[DATA FOR THIS EXERCISE — start]
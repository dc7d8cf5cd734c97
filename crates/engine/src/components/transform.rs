use crate::prelude::*;

#[derive(Component, Clone, Debug, PartialEq)]
pub struct Transform {
    pub position: Point3<f32>,
    pub rotation: UnitQuaternion<f32>,
    pub scale: Vector3<f32>,
}

impl Transform {
    pub fn from_position(position: Point3<f32>) -> Self {
        Self {
            position,
            ..Default::default()
        }
    }

    pub fn with_scale(mut self, scale: Vector3<f32>) -> Self {
        self.scale = scale;
        self
    }

    /// Local to world matrix (translation * rotation * scale)
    pub fn to_matrix(&self) -> Matrix4<f32> {
        let translation = Matrix4::new_translation(&self.position.coords);
        let rotation = self.rotation.to_homogeneous();
        let scale = Matrix4::new_nonuniform_scaling(&self.scale);
        translation * rotation * scale
    }
}

impl Default for Transform {
    fn default() -> Self {
        Self {
            position: Point3::origin(),
            rotation: UnitQuaternion::identity(),
            scale: Vector3::new(1.0, 1.0, 1.0),
        }
    }
}

#[derive(Component)]
pub struct GpuTransform {
    pub buffer: wgpu::Buffer,
    pub bind_group: wgpu::BindGroup,
}

impl GpuComponent for Transform {
    type Gpu = GpuTransform;

    fn upload(&self, device: &wgpu::Device, layouts: &SceneLayouts) -> GpuTransform {
        use wgpu::util::DeviceExt;

        let buffer = device.create_buffer_init(&wgpu::util::BufferInitDescriptor {
            label: Some("Transform Buffer"),
            contents: bytemuck::cast_slice(&[self.to_matrix()]),
            usage: wgpu::BufferUsages::UNIFORM | wgpu::BufferUsages::COPY_DST,
        });

        let bind_group = device.create_bind_group(&wgpu::BindGroupDescriptor {
            layout: &layouts.transform,
            entries: &[wgpu::BindGroupEntry {
                binding: 0,
                resource: buffer.as_entire_binding(),
            }],
            label: Some("transform_bind_group"),
        });

        GpuTransform { buffer, bind_group }
    }

    fn refresh(
        &self,
        gpu: &mut GpuTransform,
        _device: &wgpu::Device,
        queue: &wgpu::Queue,
        _layouts: &SceneLayouts,
    ) {
        queue.write_buffer(&gpu.buffer, 0, bytemuck::cast_slice(&[self.to_matrix()]));
    }
}

#[cfg(test)]
mod tests {
    use super::*;

    #[test]
    fn test_identity_transform_matrix() {
        assert_eq!(Transform::default().to_matrix(), Matrix4::identity());
    }

    #[test]
    fn test_matrix_applies_scale_before_translation() {
        let transform = Transform::from_position(Point3::new(1.0, 2.0, 3.0))
            .with_scale(Vector3::new(2.0, 2.0, 2.0));

        let point = transform
            .to_matrix()
            .transform_point(&Point3::new(1.0, 0.0, 0.0));
        assert!((point - Point3::new(3.0, 2.0, 3.0)).norm() < 1e-6);
    }
}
[DATA FOR THIS EXERCISE — finish]
:: EXERCISE BRIEF ::
Search the records above for the string "GpuTransform" and copy each line that holds it.

:: ANSWER FOR THE TASK ::
pub struct GpuTransform {
    type Gpu = GpuTransform;
    fn upload(&self, device: &wgpu::Device, layouts: &SceneLayouts) -> GpuTransform {
        GpuTransform { buffer, bind_group }
        gpu: &mut GpuTransform,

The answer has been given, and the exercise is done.